I learned that the new MCAT would incorporate sociology back in 2011. I was thrilled! At the time, I had been teaching social sciences to health majors for 6 years, and the news stoked fantasies of the future: maybe this was the beginning of a movement to revamp medical school curricula across the country (or world?) and foster fleets of culturally aware health care providers.
At the same time, there were other teachers and students perplexed by the AAMC’s unveiled plans. What kind of sociology would be on the MCAT, and how should students study? Did they need to take courses in sociology, read certain books, and study primary research, or could they get by with a solid set of flashcards?
Overview of Social Science Section on the MCAT
The new MCAT has a verbal section and 3 science sections. The last science section — counting for 25% of the total score — is called Psychological, Social, and Biological Foundations of Behavior. In it, the test makers have incorporated questions from psychology, sociology, biology, and a bit of social epidemiology. Sociology represents anywhere from 25%-40% of this section. The proportion is debatable because so many topics (stigma, self-concept, child development) overlap with psychology and others (demographic transition, social determinants of health) are shared with epidemiology.
The Good News About Sociology on the MCAT
Most sociology MCAT concepts on the new MCAT are easy to memorize and don’t require much explanation. You could probably learn 60% of the content by reading a test prep book and reviewing flashcards. Eventually, the MCAT might test students on subtle and obscure areas of sociology, but so far, it doesn’t.
Another encouraging factor is sociologists study contemporary social issues that you already know a bit (or great deal) about, such as mass media and technology, cultural conflicts, urbanization, and globalization. Many students are able to make educated guesses about social phenomena based on their observations of day-to-day life, especially if they follow the news and current events.
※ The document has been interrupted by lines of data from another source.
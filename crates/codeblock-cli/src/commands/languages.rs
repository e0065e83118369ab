//! Languages command implementation

use codeblock_render::Language;

use crate::error::Result;

/// Run the languages command
pub fn run_languages() -> Result<()> {
    for language in Language::ALL {
        let comment = language.comment_style().prefix().unwrap_or("-");
        println!("{:<14} {}", language.name(), comment);
    }
    Ok(())
}
//! Annotate command implementation
//!
//! Shows the lines of one block as they would be rendered.

use std::path::Path;

use codeblock_render::{CodeBlockConfig, CodeBlockRenderer, SyntaxTokenizer};
use serde::Serialize;

use super::{read_source, resolve_language};
use crate::error::Result;
use crate::settings::Settings;

/// One visible line of an annotated block
#[derive(Debug, Clone, PartialEq, Eq, Serialize)]
pub struct AnnotatedRow {
    /// 1-based position of the line within the trimmed block, sentinels included.
    pub line: usize,
    /// Displayed text, with single-line markers removed.
    pub text: String,
    pub emphasize: bool,
}

/// Annotate a file as a single code block.
pub fn annotate_file(
    path: &Path,
    language: Option<&str>,
    settings: &Settings,
) -> Result<Vec<AnnotatedRow>> {
    let source = read_source(path)?;
    let language = resolve_language(path, language)?;
    let config = CodeBlockConfig::new().with_language(language.name());

    let mut renderer = CodeBlockRenderer::new(SyntaxTokenizer, settings.annotator());
    let rows = renderer
        .render_lines(&source, &config)
        .into_iter()
        .enumerate()
        .filter(|(_, annotated)| annotated.is_visible())
        .map(|(idx, annotated)| AnnotatedRow {
            line: idx + 1,
            text: annotated.line.text(),
            emphasize: annotated.emphasize,
        })
        .collect();

    Ok(rows)
}

/// Run the annotate command
pub fn run_annotate(
    path: &Path,
    language: Option<&str>,
    json: bool,
    settings: &Settings,
) -> Result<()> {
    let rows = annotate_file(path, language, settings)?;

    if json {
        println!("{}", serde_json::to_string_pretty(&rows)?);
        return Ok(());
    }

    for row in &rows {
        let gutter = if row.emphasize { '>' } else { ' ' };
        println!("{gutter} {:>4}  {}", row.line, row.text);
    }

    Ok(())
}
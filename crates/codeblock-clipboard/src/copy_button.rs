//! Copy button state with a timed reset

use std::sync::Arc;
use std::sync::atomic::{AtomicU64, Ordering};
use std::time::Duration;

use tokio::runtime::Handle;
use tokio::sync::watch;
use tokio::task::JoinHandle;
use tracing::debug;

use crate::clipboard::Clipboard;
use crate::error::{Error, Result};

/// How long the button reports "copied" after a copy.
pub const COPY_RESET_AFTER: Duration = Duration::from_millis(2000);

/// A copy affordance for one code block.
///
/// After [`CopyButton::copy`] the state is `true` until `reset_after` has
/// elapsed. Copying again restarts the window. Dropping the button aborts any
/// pending reset, so no timer outlives it.
#[derive(Debug)]
pub struct CopyButton<C: Clipboard> {
    clipboard: C,
    reset_after: Duration,
    state: Arc<watch::Sender<bool>>,
    /// Bumped on every copy; a reset only applies to the copy that started it.
    generation: Arc<AtomicU64>,
    pending: Option<JoinHandle<()>>,
}

impl<C: Clipboard> CopyButton<C> {
    pub fn new(clipboard: C) -> Self {
        let (state, _) = watch::channel(false);
        Self {
            clipboard,
            reset_after: COPY_RESET_AFTER,
            state: Arc::new(state),
            generation: Arc::new(AtomicU64::new(0)),
            pending: None,
        }
    }

    /// Change how long the "copied" state lasts.
    pub fn with_reset_after(mut self, reset_after: Duration) -> Self {
        self.reset_after = reset_after;
        self
    }

    pub fn reset_after(&self) -> Duration {
        self.reset_after
    }

    /// Copy `source` to the clipboard and start the confirmation window.
    ///
    /// Must be called from within a tokio runtime, which drives the reset.
    pub fn copy(&mut self, source: &str) -> Result<()> {
        let runtime = Handle::try_current().map_err(|_| Error::NoRuntime)?;

        self.clipboard.set_text(source)?;

        if let Some(pending) = self.pending.take() {
            pending.abort();
        }
        let copy_generation = self.generation.fetch_add(1, Ordering::SeqCst) + 1;
        self.state.send_replace(true);
        debug!(bytes = source.len(), copy_generation, "Copied code block source");

        let state = Arc::clone(&self.state);
        let generation = Arc::clone(&self.generation);
        let delay = self.reset_after;
        self.pending = Some(runtime.spawn(async move {
            tokio::time::sleep(delay).await;
            if expire(&state, &generation, copy_generation) {
                debug!("Copy confirmation expired");
            }
        }));

        Ok(())
    }

    /// True during the confirmation window after a copy.
    pub fn is_copied(&self) -> bool {
        *self.state.borrow()
    }

    /// Watch the "copied" state as it changes.
    pub fn subscribe(&self) -> watch::Receiver<bool> {
        self.state.subscribe()
    }

    /// Button text for the current state.
    pub fn label(&self) -> &'static str {
        if self.is_copied() { "Copied" } else { "Copy" }
    }

    pub fn clipboard(&self) -> &C {
        &self.clipboard
    }
}

/// Clear the copied state if no newer copy has happened since `copy_generation`.
///
/// The check runs under the channel's lock, so a concurrent copy either bumps
/// the generation first (and this is a no-op) or sets the state afterwards.
fn expire(state: &watch::Sender<bool>, generation: &AtomicU64, copy_generation: u64) -> bool {
    state.send_if_modified(|copied| {
        if generation.load(Ordering::SeqCst) != copy_generation || !*copied {
            return false;
        }
        *copied = false;
        true
    })
}

impl<C: Clipboard> Drop for CopyButton<C> {
    fn drop(&mut self) {
        if let Some(pending) = self.pending.take() {
            pending.abort();
        }
    }
}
So, What’s Hard About Sociology on the MCAT?
The hardest concepts are definitely the big-picture theories because they aren’t specific to situations. They’re “world views” and not easy to define. If you look at responses from students who’ve taken the new MCAT, they say it’s easy to study vocabulary, but it’s hard to find good sources on how to recognize sociology theories within context. For instance, the MCAT might show you results from a study on childhood obesity and then ask which of four sociological theories is best suited to frame a particular finding in the study. That’s a hard question to answer if you rely on brief definitions.
Another challenging thing is that some MCAT sociology content is…um, how do I phrase this? NOT SOCIOLOGY! A portion of what gets lumped with introductory sociology on the MCAT is actually derived from epidemiology, medical sociology, and public health. As a result, there are students who took sociology courses, read entire textbooks on the subject, and even — I kid you not — majored in sociology (!!) but never encountered a small but significant portion of the MCAT sociology material. Sadly, people invest a lot of time but wind up with gaps in their knowledge.
A 5-Part MCAT Sociology Study Strategy
Only Read What is Necessary
You have limited time to study, and you don’t need to read paragraphs or pages if bullet points will do. However, you should read certain topics in detail: research methods, macro/micro distinctions, and the main theories and theorists. Much of this is found in the first few chapters of introduction to sociology books.
Skim Public Health Journals
To understand sociology in relation to health, I recommend skimming primary research studies on health disparities. Even if you only spend 2 hours (total!) looking through these journals, you’ll have gained familiarity with social perspectives on health. You’ll also start recognizing patterns in the health topics. It’s probable that the MCAT will give you passages on health conditions related to aging, poverty, gender differences, or environmental exposures.
Memorize 40 Sociology Terms Each Day
If you learn 40 MCAT sociology terms each day, you’ll make speedy progress. If you’re using flashcards, it’s fine to use a pack that groups psychology and sociology together; just make sure that they aren’t skimping you on the sociology terms. At least a third of the pack should cover sociology.
Study Concepts that Others Ignore
Remember, your MCAT score is determined by how many correct answers you get in relation to other test takers. The areas below are sparsely covered in most MCAT test prep books. Pay attention in order to get the edge!
- Strive to know all the terms listed under “health and medicine” here. Some general sociology texts reference these terms, but many do not.
- Pay attention to everything related to demographic changes and fertility and mortality listed here, which are not major concepts in general sociology.
- Take a look at health and healthcare disparities mentioned here. They don’t provide much information on the specifics, do they? Unfortunately, neither do most of the MCAT test prep books. Fill in the gaps by researching the terms online or using the Magoosh MCAT course.
Practice Psy/Soc/Bio Foundations Passages
As with all sections on the MCAT, you’ll want to practice answering questions from passages. I am so excited to announce that here at Magoosh, we are currently producing practice passages to accompany our current set of 250+ MCAT video lessons. Our team is comprised of a group of physicians and higher education teachers from a range of scientific and humanities backgrounds. As you wait for our questions to become available, definitely review as many passages from the official authors of the MCAT as you can!